Where does the word "fsync" show up in the records? Copy every line that holds it.

(Stored data)
------------------------------------------------------------------------
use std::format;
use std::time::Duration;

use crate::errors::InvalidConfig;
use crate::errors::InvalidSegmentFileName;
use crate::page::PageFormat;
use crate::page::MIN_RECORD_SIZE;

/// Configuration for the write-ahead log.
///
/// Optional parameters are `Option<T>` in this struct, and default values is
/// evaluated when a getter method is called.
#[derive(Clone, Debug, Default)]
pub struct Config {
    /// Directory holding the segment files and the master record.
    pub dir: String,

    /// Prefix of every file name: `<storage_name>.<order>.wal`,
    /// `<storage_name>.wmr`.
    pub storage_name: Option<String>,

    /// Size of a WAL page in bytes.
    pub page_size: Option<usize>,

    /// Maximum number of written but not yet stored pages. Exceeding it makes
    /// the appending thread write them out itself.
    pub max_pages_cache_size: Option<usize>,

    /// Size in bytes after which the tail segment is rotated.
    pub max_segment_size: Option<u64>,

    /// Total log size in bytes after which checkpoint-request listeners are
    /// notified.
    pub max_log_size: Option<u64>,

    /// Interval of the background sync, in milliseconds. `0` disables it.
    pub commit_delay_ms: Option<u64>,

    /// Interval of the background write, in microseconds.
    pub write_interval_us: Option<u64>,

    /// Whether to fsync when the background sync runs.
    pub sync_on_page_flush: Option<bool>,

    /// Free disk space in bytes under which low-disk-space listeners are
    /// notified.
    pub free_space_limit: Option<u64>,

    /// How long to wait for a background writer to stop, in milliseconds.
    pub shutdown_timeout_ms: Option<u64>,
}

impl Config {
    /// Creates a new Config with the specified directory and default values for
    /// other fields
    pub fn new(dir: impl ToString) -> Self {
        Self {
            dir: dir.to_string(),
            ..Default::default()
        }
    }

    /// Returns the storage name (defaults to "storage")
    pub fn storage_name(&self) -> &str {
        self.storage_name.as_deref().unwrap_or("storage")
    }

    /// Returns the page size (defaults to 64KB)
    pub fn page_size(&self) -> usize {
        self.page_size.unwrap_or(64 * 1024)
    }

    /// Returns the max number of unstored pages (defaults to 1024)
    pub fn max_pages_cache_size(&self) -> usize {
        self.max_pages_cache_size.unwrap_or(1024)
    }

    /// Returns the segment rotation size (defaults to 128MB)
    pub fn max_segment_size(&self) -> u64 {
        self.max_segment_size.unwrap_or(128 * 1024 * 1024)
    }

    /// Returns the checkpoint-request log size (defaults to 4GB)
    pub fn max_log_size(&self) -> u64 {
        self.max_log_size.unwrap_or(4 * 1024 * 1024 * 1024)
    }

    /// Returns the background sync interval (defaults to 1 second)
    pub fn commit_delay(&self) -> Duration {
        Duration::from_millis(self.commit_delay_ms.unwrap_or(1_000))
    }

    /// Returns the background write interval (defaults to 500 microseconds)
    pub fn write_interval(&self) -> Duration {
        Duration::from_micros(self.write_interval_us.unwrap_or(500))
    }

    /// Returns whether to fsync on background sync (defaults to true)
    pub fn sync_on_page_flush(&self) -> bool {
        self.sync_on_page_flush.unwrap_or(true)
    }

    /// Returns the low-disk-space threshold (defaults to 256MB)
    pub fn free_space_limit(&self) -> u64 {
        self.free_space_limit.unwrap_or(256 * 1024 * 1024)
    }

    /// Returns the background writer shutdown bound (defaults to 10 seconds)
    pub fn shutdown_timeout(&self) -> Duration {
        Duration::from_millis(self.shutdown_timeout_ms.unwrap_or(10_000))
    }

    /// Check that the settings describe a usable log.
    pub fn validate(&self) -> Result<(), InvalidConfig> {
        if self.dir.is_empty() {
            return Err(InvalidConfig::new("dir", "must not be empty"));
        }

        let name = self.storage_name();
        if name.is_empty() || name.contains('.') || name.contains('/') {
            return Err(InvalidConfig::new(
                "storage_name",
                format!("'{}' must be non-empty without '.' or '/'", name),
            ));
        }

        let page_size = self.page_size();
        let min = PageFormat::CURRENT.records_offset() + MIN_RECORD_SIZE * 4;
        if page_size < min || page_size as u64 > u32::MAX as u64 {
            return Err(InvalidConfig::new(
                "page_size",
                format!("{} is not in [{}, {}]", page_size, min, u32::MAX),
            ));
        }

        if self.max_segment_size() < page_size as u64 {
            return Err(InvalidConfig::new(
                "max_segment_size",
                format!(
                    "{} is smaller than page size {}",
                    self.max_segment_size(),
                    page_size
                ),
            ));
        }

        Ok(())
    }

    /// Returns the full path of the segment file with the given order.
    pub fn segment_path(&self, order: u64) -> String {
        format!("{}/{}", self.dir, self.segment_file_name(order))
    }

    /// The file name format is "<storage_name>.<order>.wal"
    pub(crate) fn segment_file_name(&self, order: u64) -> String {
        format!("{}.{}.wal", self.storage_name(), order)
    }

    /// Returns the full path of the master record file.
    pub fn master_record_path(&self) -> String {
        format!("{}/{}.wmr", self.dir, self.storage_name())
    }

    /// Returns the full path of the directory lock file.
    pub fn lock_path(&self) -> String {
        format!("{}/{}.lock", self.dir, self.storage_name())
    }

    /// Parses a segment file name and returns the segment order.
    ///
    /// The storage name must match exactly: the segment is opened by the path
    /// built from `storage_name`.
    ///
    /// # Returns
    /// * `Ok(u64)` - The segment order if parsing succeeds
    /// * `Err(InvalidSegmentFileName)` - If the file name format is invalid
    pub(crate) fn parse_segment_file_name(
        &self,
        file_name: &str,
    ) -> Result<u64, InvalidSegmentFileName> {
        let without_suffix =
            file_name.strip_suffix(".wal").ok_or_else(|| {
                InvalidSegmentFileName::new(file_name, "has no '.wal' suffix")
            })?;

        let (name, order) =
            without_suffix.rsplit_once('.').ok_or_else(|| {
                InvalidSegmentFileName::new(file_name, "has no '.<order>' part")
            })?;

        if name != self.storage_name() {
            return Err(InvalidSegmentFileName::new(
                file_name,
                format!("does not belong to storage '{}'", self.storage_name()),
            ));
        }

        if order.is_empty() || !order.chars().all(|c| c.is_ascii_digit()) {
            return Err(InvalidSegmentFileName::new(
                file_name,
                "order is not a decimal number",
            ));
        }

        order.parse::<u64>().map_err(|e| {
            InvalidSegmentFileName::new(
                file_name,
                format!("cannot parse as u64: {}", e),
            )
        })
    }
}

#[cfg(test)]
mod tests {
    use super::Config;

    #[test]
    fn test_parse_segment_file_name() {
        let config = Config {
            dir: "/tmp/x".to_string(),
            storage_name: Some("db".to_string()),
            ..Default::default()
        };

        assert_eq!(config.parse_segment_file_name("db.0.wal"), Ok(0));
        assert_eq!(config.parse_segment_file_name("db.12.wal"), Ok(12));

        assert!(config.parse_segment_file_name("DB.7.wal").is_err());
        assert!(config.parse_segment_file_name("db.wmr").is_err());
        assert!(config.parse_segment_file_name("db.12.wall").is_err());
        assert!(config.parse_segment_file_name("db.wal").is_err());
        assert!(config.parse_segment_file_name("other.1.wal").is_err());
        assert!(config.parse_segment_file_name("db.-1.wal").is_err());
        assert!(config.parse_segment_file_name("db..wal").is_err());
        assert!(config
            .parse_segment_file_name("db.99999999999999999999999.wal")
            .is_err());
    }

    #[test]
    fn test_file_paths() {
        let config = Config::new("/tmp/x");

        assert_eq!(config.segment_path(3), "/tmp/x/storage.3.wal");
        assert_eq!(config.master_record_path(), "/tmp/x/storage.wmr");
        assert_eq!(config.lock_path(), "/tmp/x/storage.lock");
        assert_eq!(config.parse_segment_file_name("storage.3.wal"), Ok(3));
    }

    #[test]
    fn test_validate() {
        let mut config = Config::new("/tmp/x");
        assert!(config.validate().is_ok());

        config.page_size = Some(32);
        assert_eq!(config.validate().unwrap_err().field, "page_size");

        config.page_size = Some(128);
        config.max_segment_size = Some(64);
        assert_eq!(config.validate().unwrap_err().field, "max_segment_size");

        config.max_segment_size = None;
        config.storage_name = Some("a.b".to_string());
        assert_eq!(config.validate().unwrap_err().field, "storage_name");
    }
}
------------------------------------------------------------------------
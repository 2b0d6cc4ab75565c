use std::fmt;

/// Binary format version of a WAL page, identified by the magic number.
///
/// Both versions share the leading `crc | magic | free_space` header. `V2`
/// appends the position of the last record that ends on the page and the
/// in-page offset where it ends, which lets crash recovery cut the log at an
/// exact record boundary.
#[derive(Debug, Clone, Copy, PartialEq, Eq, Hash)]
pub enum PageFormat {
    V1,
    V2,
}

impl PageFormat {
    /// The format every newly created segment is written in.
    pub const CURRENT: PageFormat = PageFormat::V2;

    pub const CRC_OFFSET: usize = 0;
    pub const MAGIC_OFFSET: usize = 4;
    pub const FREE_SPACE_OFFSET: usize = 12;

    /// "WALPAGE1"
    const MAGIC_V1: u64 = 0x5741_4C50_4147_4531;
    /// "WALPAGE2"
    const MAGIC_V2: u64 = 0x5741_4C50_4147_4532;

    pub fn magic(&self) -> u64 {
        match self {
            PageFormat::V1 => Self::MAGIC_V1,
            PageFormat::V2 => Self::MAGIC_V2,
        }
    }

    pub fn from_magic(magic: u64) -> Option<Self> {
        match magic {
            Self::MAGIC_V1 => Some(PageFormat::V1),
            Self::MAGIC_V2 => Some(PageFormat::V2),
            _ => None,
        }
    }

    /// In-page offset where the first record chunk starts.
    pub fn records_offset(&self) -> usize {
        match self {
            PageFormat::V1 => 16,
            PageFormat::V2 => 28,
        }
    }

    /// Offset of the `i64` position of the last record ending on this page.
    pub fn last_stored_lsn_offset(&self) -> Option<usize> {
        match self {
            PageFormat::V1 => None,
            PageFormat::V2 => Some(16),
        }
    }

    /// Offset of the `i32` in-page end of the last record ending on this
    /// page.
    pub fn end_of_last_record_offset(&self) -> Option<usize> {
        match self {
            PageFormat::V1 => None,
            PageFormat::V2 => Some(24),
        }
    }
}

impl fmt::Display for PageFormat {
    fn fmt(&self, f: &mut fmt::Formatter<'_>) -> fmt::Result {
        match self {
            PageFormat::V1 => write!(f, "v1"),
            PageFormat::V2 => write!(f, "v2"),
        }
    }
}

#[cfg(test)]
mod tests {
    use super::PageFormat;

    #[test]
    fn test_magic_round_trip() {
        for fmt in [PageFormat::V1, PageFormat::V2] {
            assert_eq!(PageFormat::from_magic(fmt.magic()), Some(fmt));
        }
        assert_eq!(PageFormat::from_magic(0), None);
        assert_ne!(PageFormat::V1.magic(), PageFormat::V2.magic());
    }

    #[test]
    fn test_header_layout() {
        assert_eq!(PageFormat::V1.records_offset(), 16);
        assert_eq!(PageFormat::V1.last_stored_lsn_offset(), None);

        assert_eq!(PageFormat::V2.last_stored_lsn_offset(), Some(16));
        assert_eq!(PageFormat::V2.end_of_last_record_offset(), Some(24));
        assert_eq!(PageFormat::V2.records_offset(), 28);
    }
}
------------------------------------------------------------------------
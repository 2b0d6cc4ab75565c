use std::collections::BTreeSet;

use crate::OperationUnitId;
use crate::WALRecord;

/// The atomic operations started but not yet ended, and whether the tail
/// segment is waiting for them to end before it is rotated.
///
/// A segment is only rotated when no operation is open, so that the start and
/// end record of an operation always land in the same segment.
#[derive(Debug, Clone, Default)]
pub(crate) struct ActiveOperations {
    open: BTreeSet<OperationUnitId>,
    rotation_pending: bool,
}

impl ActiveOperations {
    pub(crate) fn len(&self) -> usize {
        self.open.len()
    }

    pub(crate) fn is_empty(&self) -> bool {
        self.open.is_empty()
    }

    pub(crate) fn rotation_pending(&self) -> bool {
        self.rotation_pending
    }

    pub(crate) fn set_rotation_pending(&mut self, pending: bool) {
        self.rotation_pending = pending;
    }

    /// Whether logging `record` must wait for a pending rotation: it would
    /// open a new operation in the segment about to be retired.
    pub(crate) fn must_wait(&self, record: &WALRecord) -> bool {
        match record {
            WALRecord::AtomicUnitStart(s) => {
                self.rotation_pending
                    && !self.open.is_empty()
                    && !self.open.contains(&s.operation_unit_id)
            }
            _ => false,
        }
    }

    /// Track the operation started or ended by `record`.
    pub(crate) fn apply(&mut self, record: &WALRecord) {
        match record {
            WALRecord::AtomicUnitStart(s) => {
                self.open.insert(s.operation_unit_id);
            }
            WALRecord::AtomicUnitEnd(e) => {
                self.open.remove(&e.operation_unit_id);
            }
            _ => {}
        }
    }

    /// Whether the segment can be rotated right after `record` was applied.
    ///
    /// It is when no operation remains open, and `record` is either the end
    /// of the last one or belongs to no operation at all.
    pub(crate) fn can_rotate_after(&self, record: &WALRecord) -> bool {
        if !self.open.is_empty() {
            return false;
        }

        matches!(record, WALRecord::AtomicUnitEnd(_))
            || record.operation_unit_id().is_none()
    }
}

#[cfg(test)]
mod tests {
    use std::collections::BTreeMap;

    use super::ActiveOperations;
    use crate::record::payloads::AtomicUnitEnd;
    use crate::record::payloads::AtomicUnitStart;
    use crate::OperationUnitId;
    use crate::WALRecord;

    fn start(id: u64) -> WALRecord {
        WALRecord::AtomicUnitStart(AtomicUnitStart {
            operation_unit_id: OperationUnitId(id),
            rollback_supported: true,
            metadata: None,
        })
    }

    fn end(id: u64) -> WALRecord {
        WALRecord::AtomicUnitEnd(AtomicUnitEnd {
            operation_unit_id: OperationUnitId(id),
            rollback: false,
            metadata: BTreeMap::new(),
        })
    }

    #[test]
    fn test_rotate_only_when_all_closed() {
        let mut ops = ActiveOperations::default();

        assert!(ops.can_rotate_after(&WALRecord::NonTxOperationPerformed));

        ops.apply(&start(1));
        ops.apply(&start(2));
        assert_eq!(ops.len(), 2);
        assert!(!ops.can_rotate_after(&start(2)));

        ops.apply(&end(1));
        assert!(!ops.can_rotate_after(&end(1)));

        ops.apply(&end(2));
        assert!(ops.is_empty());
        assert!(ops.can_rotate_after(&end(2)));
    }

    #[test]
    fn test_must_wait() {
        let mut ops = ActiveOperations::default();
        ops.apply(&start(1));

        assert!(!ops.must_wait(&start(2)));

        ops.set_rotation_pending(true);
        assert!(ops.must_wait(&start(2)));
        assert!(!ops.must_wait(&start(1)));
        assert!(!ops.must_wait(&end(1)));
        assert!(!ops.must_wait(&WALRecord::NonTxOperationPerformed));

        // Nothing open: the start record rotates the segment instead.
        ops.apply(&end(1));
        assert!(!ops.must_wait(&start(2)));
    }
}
------------------------------------------------------------------------
§ ANSWER TO THIS EXERCISE:
    /// Whether to fsync when the background sync runs.
    /// Returns whether to fsync on background sync (defaults to true)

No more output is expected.